Ketum PGRI: Jangan Diskriminatif terhadap Guru Honorer

JAKARTA-Ketua Umum Pengurus Besar Persatuan Guru Republik Indonesia (PB PGRI) Prof Unifah Rosyidi meminta agar pemerintah tidak diskriminatif terhadap guru honorer. Meski statusnya bukan PNS, guru honorer harus tetap diberikan kesempatan ikut pelatihan untuk meningkatkan kualitas serta kompetensinya.

\"Saat ini ada dua persoalan yang berbeda, yaitu masalah kekurangan guru dan kualitas guru. Kekurangan guru itu harus diselesaikan. Meskipun dibilang tenaga pendidik melimpah tetapi faktanya banyak daerah kekurangan guru. Nah, bagaimana menyelesaikannya?,\" kata Unifah di sela-sela diskusi terbatas ahli PB PGRI di Gedung Guru, Senin (18/11).

Di satu sisi, lanjutnya, bagaimana menghormati guru honorer yang sudah mengabdi puluhan tahun. Apakah ada yang memenuhi persyaratan dijadikan guru tetap.
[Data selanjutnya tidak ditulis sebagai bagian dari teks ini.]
//! Template Library
//!
//! Complete utility shaders composed only from the builder primitives. They
//! double as golden fixtures: if the dialect layer cannot express them, it
//! is missing something.

use crate::builder::ShaderGenerator;
use crate::errors::Result;
use crate::stage::{FragmentStage, TextureSlot, UniformStorage, VertexStage};

/// The shaders provided by the template library.
#[derive(Debug, Clone, Copy, PartialEq, Eq, Hash)]
pub enum ShaderTemplate {
    /// Fullscreen triangle derived from the vertex index, one texcoord output.
    ScreenQuadVertex,
    /// Writes `u_fill_color` to color and its alpha to depth.
    FillFragment,
    /// Samples `samp0` inside the `u_src_rect` source rectangle.
    CopyFragment,
}

impl ShaderTemplate {
    pub const ALL: [Self; 3] = [Self::ScreenQuadVertex, Self::FillFragment, Self::CopyFragment];

    #[must_use]
    pub fn name(self) -> &'static str {
        match self {
            Self::ScreenQuadVertex => "screen_quad_vs",
            Self::FillFragment => "fill_fs",
            Self::CopyFragment => "copy_fs",
        }
    }
}

// The vertex index bits pick the corners (0,0), (2,0), (0,2) of a triangle
// covering the viewport. D3D has Y down in clip space.
const SCREEN_QUAD_VERTEX_BODY: &str = r"
{
  v_tex0 = float2(float((v_id << 1) & 2u), float(v_id & 2u));
  v_pos = float4(v_tex0 * float2(2.0f, -2.0f) + float2(-1.0f, 1.0f), 0.0f, 1.0f);
  #if API_OPENGL || API_OPENGL_ES || API_VULKAN
    v_pos.y = -v_pos.y;
  #endif
}
";

const FILL_FRAGMENT_BODY: &str = r"
{
  o_col0 = u_fill_color;
  o_depth = u_fill_color.a;
}
";

const COPY_FRAGMENT_BODY: &str = r"
{
  float2 coords = u_src_rect.xy + v_tex0 * u_src_rect.zw;
  o_col0 = SAMPLE_TEXTURE(samp0, coords);
}
";

impl ShaderGenerator {
    /// Generates the source of `template`.
    pub fn generate(&self, template: ShaderTemplate) -> Result<String> {
        match template {
            ShaderTemplate::ScreenQuadVertex => Ok(self.generate_screen_quad_vertex_shader()),
            ShaderTemplate::FillFragment => self.generate_fill_fragment_shader(),
            ShaderTemplate::CopyFragment => self.generate_copy_fragment_shader(),
        }
    }

    /// Fullscreen-triangle vertex shader with a `v_tex0` output in `[0, 1]`.
    #[must_use]
    pub fn generate_screen_quad_vertex_shader(&self) -> String {
        self.builder()
            .header()
            .vertex_entry_point(
                &VertexStage::new()
                    .with_texcoord_outputs(1)
                    .with_vertex_id(),
            )
            .body(SCREEN_QUAD_VERTEX_BODY)
            .finish()
    }

    /// Solid fill fragment shader writing color and depth.
    pub fn generate_fill_fragment_shader(&self) -> Result<String> {
        Ok(self
            .builder()
            .header()
            .uniform_buffer(&["float4 u_fill_color"], UniformStorage::DescriptorSet)
            .fragment_entry_point(
                &FragmentStage::new()
                    .with_texcoord_inputs(1)
                    .with_depth_output(),
            )?
            .body(FILL_FRAGMENT_BODY)
            .finish())
    }

    /// Texture copy fragment shader sampling a source rectangle.
    pub fn generate_copy_fragment_shader(&self) -> Result<String> {
        Ok(self
            .builder()
            .header()
            .uniform_buffer(&["float4 u_src_rect"], UniformStorage::DescriptorSet)
            .texture(&TextureSlot::new("samp0", 0))
            .fragment_entry_point(&FragmentStage::new().with_texcoord_inputs(1))?
            .body(COPY_FRAGMENT_BODY)
            .finish())
    }
}

#[cfg(test)]
mod tests {
    use super::*;
    use crate::profile::{CapabilityProfile, RenderApi};

    #[test]
    fn test_template_names_are_unique() {
        let mut names: Vec<_> = ShaderTemplate::ALL.iter().map(|t| t.name()).collect();
        names.sort_unstable();
        names.dedup();
        assert_eq!(names.len(), ShaderTemplate::ALL.len());
    }

    #[test]
    fn test_generate_dispatches() {
        let generator = ShaderGenerator::new(CapabilityProfile::for_api(RenderApi::Vulkan));
        assert_eq!(
            generator.generate(ShaderTemplate::CopyFragment).unwrap(),
            generator.generate_copy_fragment_shader().unwrap()
        );
        assert_eq!(
            generator.generate(ShaderTemplate::ScreenQuadVertex).unwrap(),
            generator.generate_screen_quad_vertex_shader()
        );
    }
}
Kalau tidak memenuhi, apakah mereka tetap dipekerjakan di sekolah masing-masing tetapi penghasilannya dinaikkan sehingga memenuhi standar kelayakan hidup.

Hanya, menurut Unifah, penanganan guru honorer tidak sampai di situ. Mereka harus ditingkatkan pelatihannya secara terus menerus.

\"Tidak boleh diskriminatif terhadap guru honorer. Mereka harus ditingkatkan pelatihannya, sehingga tidak tertinggal jauh kualitasnya. Jangan sampai ada guru honorer yang kualitasnya sangat tinggi dan ada yang rendah sekali,\" terangnya.

Untuk mengatasi masalah ini, lanjut Unifah bukan hanya tugas pemerintah pusat. Pemda sebagai pemberi kerja harus ikut bertanggung jawab meningkatkan kualitas guru honorer. Mengingat, guru honorer paling banyak di daerah.

\"Pemda harus ikut membantu menyelesaikan masalah guru honorer. Kalau mau bahas mutu, harusnya masalah kesejahteraan sudah selesai dibahas,\" ucapnya.

Terkait mutu, Unifah mengatakan, setiap guru harus mengubah mindset dimulai dari literasi dasar. Misalnya, kita menamakannya calismakturtung. Itu literasi dasar untuk melompat kepada critical thinking, cooperative, collaborative, creative, communicatif.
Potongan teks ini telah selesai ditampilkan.